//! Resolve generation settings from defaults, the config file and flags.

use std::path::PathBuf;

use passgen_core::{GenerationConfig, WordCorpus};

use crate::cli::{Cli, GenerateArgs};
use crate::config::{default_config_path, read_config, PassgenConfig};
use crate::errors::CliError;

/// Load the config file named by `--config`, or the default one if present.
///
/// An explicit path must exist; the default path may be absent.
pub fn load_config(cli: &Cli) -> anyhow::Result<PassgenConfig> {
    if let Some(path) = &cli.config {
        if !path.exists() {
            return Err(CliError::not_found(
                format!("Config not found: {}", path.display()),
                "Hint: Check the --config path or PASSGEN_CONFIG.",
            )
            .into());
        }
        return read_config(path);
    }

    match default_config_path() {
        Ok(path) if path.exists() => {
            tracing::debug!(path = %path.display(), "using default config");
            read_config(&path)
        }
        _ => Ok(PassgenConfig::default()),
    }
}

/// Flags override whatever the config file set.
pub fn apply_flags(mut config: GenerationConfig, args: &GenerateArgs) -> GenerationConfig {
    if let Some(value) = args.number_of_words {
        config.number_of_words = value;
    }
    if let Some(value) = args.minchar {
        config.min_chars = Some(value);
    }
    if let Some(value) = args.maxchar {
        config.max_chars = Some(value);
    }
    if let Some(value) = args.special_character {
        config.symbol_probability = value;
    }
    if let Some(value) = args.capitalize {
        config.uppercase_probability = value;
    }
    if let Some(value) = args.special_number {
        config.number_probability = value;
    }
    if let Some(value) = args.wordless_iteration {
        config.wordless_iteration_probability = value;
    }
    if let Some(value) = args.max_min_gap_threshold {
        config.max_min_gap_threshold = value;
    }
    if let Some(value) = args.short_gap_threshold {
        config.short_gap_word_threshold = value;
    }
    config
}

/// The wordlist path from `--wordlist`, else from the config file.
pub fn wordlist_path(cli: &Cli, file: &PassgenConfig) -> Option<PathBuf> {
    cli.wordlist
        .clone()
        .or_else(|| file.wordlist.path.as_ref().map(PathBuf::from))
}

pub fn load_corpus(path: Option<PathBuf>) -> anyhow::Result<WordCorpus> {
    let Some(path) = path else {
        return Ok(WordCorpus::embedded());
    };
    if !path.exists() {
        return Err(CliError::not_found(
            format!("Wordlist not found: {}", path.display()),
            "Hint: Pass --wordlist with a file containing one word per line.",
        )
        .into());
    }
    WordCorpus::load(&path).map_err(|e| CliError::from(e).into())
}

--

Scan the material above for the string "crate" and return the lines that hold it.

▸ **Your response**
use crate::cli::{Cli, GenerateArgs};
use crate::config::{default_config_path, read_config, PassgenConfig};
use crate::errors::CliError;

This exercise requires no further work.